5. This method is also used in the analysis of Cobalt in steel and other alloys, by gravimetric method, and in other metallurgical operations.

6. By this method one can determine the number of isotope present in a given sample.

3. Radioactive Analysis:

According to this method a radioactive substance is used indirectly to determine the quantity of an inactive substance. The most important method for determining the substance is radiometric titrations. Thus we can determine the end point easily which can tell the amount of radioactivity carried out.

The amount of radioactivity is proportional to the concentration of reacting species which shows the changes in the radioactivity, e.g., Formation of AgCl by the reaction of radiometric or radioactive AgNO₃ with HCl.

Application:

1. The radioactive titrations gives a sharp and accurate end points.
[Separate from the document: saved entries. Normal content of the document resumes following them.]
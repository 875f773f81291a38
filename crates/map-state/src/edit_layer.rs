//! Vector layer showing the user-defined geometry.

use std::sync::{Mutex, MutexGuard, PoisonError};

use image::{Rgba, RgbaImage};
use imageproc::drawing::draw_line_segment_mut;
use map_common::{BoundingBox, Geometry, MapLayer, MapResult, Viewport};

pub const EDIT_LAYER_NAME: &str = "EditLayer";

const OUTLINE: Rgba<u8> = Rgba([255, 0, 0, 255]);
const POINT_RADIUS: f32 = 3.0;

/// Holds the geometries to outline; shared between the host and the
/// widget's layer list.
pub struct EditLayer {
    name: String,
    geometries: Mutex<Vec<Geometry>>,
    color: Rgba<u8>,
}

impl EditLayer {
    pub fn new() -> Self {
        Self {
            name: EDIT_LAYER_NAME.to_string(),
            geometries: Mutex::new(Vec::new()),
            color: OUTLINE,
        }
    }

    pub fn with_color(mut self, color: [u8; 4]) -> Self {
        self.color = Rgba(color);
        self
    }

    fn lock(&self) -> MutexGuard<'_, Vec<Geometry>> {
        self.geometries.lock().unwrap_or_else(PoisonError::into_inner)
    }

    /// Replace the shown geometry; `None` clears the layer.
    pub fn set_geometry(&self, geometry: Option<Geometry>) {
        let mut geometries = self.lock();
        geometries.clear();
        geometries.extend(geometry);
    }

    pub fn geometries(&self) -> Vec<Geometry> {
        self.lock().clone()
    }

    pub fn is_empty(&self) -> bool {
        self.lock().is_empty()
    }
}

impl Default for EditLayer {
    fn default() -> Self {
        Self::new()
    }
}

impl MapLayer for EditLayer {
    fn name(&self) -> &str {
        &self.name
    }

    fn envelope(&self) -> Option<BoundingBox> {
        self.lock()
            .iter()
            .filter_map(Geometry::envelope)
            .reduce(|acc, e| acc.union(&e))
    }

    fn render(&self, surface: &mut RgbaImage, viewport: &Viewport) -> MapResult<()> {
        let to_screen = |c: &map_common::Coordinate| {
            let (x, y) = viewport.ground_to_screen(c.x, c.y);
            (x as f32, y as f32)
        };

        for geometry in self.lock().iter() {
            match geometry {
                Geometry::Point(c) => {
                    let (x, y) = to_screen(c);
                    draw_line_segment_mut(surface, (x - POINT_RADIUS, y), (x + POINT_RADIUS, y), self.color);
                    draw_line_segment_mut(surface, (x, y - POINT_RADIUS), (x, y + POINT_RADIUS), self.color);
                }
                Geometry::LineString(vertices) => {
                    for pair in vertices.windows(2) {
                        draw_line_segment_mut(surface, to_screen(&pair[0]), to_screen(&pair[1]), self.color);
                    }
                }
                Geometry::Polygon(ring) => {
                    for pair in ring.windows(2) {
                        draw_line_segment_mut(surface, to_screen(&pair[0]), to_screen(&pair[1]), self.color);
                    }
                    if let (Some(first), Some(last)) = (ring.first(), ring.last()) {
                        if ring.len() > 2 && first != last {
                            draw_line_segment_mut(surface, to_screen(last), to_screen(first), self.color);
                        }
                    }
                }
            }
        }
        Ok(())
    }
}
2. In the case of radiometric tritrations weighing is not required and the purified chemicals are not considered very important.
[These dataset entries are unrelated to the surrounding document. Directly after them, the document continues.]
//! Georeferencing embedded in GeoTIFF tags.

use std::fs::File;
use std::io::{BufReader, Read, Seek};
use std::path::Path;

use map_common::{GeoTransform, MapResult};
use tiff::decoder::Decoder;
use tiff::tags::Tag;

use crate::error::{Result, TileIndexError};

const GT_RASTER_TYPE_GEO_KEY: u64 = 1025;
const RASTER_PIXEL_IS_POINT: u64 = 2;

/// Raw georeferencing tags of one GeoTIFF.
#[derive(Debug, Clone, Default, PartialEq)]
pub(crate) struct GeoTags {
    pub transformation: Option<Vec<f64>>,
    pub tiepoint: Option<Vec<f64>>,
    pub pixel_scale: Option<Vec<f64>>,
    pub key_directory: Option<Vec<u64>>,
}

/// Read the affine transform from `ModelTransformationTag`, or from
/// `ModelTiepointTag` + `ModelPixelScaleTag`.
///
/// `Ok(None)` when the file is a TIFF without georeferencing tags.
pub fn read_geotiff_transform(path: &Path) -> Result<Option<GeoTransform>> {
    let file = File::open(path).map_err(|e| TileIndexError::raster(path, e))?;
    let mut decoder =
        Decoder::new(BufReader::new(file)).map_err(|e| TileIndexError::raster(path, e))?;

    let tags = GeoTags {
        transformation: tag_f64s(&mut decoder, path, Tag::ModelTransformationTag)?,
        tiepoint: tag_f64s(&mut decoder, path, Tag::ModelTiepointTag)?,
        pixel_scale: tag_f64s(&mut decoder, path, Tag::ModelPixelScaleTag)?,
        key_directory: tag_u64s(&mut decoder, path, Tag::GeoKeyDirectoryTag)?,
    };
    Ok(transform_from_tags(&tags)?)
}

fn tag_f64s<R: Read + Seek>(
    decoder: &mut Decoder<R>,
    path: &Path,
    tag: Tag,
) -> Result<Option<Vec<f64>>> {
    match decoder.find_tag(tag).map_err(|e| TileIndexError::raster(path, e))? {
        Some(value) => value
            .into_f64_vec()
            .map(Some)
            .map_err(|e| TileIndexError::raster(path, e)),
        None => Ok(None),
    }
}

fn tag_u64s<R: Read + Seek>(
    decoder: &mut Decoder<R>,
    path: &Path,
    tag: Tag,
) -> Result<Option<Vec<u64>>> {
    match decoder.find_tag(tag).map_err(|e| TileIndexError::raster(path, e))? {
        Some(value) => value
            .into_u64_vec()
            .map(Some)
            .map_err(|e| TileIndexError::raster(path, e)),
        None => Ok(None),
    }
}

/// Transform described by the tags, with tie points moved to the pixel
/// corner when the raster is `RasterPixelIsPoint`.
pub(crate) fn transform_from_tags(tags: &GeoTags) -> MapResult<Option<GeoTransform>> {
    let gt = match (&tags.transformation, &tags.tiepoint, &tags.pixel_scale) {
        (Some(m), _, _) if m.len() >= 8 => [m[3], m[0], m[1], m[7], m[4], m[5]],
        (_, Some(tie), Some(scale)) if tie.len() >= 6 && scale.len() >= 2 => {
            let (col, row, x, y) = (tie[0], tie[1], tie[3], tie[4]);
            let (sx, sy) = (scale[0], scale[1]);
            [x - col * sx, sx, 0.0, y + row * sy, 0.0, -sy]
        }
        _ => return Ok(None),
    };

    let pixel_is_point = tags
        .key_directory
        .as_deref()
        .map(raster_is_pixel_is_point)
        .unwrap_or(false);
    let gt = if pixel_is_point { shift_to_corner(gt) } else { gt };

    GeoTransform::from_gdal_array(gt).map(Some)
}

/// Scan the GeoKey directory for `GTRasterTypeGeoKey`.
///
/// The directory is a list of four-value entries; the first one is the
/// header, the rest are `(key id, tag location, count, value)`. Only
/// inline values (location 0) are considered.
fn raster_is_pixel_is_point(keys: &[u64]) -> bool {
    keys.chunks_exact(4)
        .skip(1)
        .find(|entry| entry[0] == GT_RASTER_TYPE_GEO_KEY)
        .map(|entry| entry[1] == 0 && entry[3] == RASTER_PIXEL_IS_POINT)
        .unwrap_or(false)
}

/// Move the origin from the centre of the first pixel to its corner.
fn shift_to_corner(mut gt: [f64; 6]) -> [f64; 6] {
    gt[0] -= gt[1] * 0.5 + gt[2] * 0.5;
    gt[3] -= gt[4] * 0.5 + gt[5] * 0.5;
    gt
}

#[cfg(test)]
mod tests {
    use super::*;

    fn tie_and_scale(keys: Option<Vec<u64>>) -> GeoTags {
        GeoTags {
            tiepoint: Some(vec![0.0, 0.0, 0.0, 100.0, 200.0, 0.0]),
            pixel_scale: Some(vec![2.0, 2.0, 0.0]),
            key_directory: keys,
            ..GeoTags::default()
        }
    }

    #[test]
    fn test_tiepoint_pixel_is_area_unchanged() {
        let keys = vec![1, 1, 0, 1, 1025, 0, 1, 1];
        let gt = transform_from_tags(&tie_and_scale(Some(keys)))
            .unwrap()
            .unwrap();
        assert_eq!(gt.to_gdal_array(), [100.0, 2.0, 0.0, 200.0, 0.0, -2.0]);
    }

    #[test]
    fn test_tiepoint_pixel_is_point_shifts_half_pixel() {
        let keys = vec![1, 1, 0, 2, 1024, 0, 1, 1, 1025, 0, 1, 2];
        let gt = transform_from_tags(&tie_and_scale(Some(keys)))
            .unwrap()
            .unwrap();
        assert_eq!(gt.to_gdal_array(), [99.0, 2.0, 0.0, 201.0, 0.0, -2.0]);
    }

    #[test]
    fn test_transformation_pixel_is_point_shifts_with_rotation() {
        let tags = GeoTags {
            transformation: Some(vec![
                2.0, 0.5, 0.0, 100.0, //
                0.25, -2.0, 0.0, 200.0, //
                0.0, 0.0, 0.0, 0.0, //
                0.0, 0.0, 0.0, 1.0,
            ]),
            key_directory: Some(vec![1, 1, 0, 1, 1025, 0, 1, 2]),
            ..GeoTags::default()
        };
        let gt = transform_from_tags(&tags).unwrap().unwrap();
        assert_eq!(gt.to_gdal_array(), [98.75, 2.0, 0.5, 200.875, 0.25, -2.0]);
    }

    #[test]
    fn test_missing_tags() {
        assert!(transform_from_tags(&GeoTags::default()).unwrap().is_none());
        let tags = GeoTags {
            tiepoint: Some(vec![0.0, 0.0, 0.0, 100.0, 200.0, 0.0]),
            ..GeoTags::default()
        };
        assert!(transform_from_tags(&tags).unwrap().is_none());
    }

    #[test]
    fn test_raster_type_key_lookup() {
        assert!(!raster_is_pixel_is_point(&[]));
        // header only
        assert!(!raster_is_pixel_is_point(&[1, 1, 0, 0]));
        // value stored in another tag
        assert!(!raster_is_pixel_is_point(&[1, 1, 0, 1, 1025, 34737, 1, 2]));
        // header entry is never a key
        assert!(!raster_is_pixel_is_point(&[1025, 0, 1, 2]));
        assert!(raster_is_pixel_is_point(&[1, 1, 0, 1, 1025, 0, 1, 2]));
    }
}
3. Quantities required for estimation are usually very small.

4. These reactions can be carried out in the medium which can be non-aqueous solvents, turbid, coloured, corrosive and heterogeneous.

5. The radioactive C-14 is generally used for the carbon dating and discovering the historical backgrounds of the dead animals and plants. Such an experiment can be carried out during the excavations of the Mohenjodaro and Harappa for determining the years, at which civilization established.

6. Similarly radio-hydrogen in used in radioactive dating in meteorology, hydrology, and also studying and verifying the cosmic rays.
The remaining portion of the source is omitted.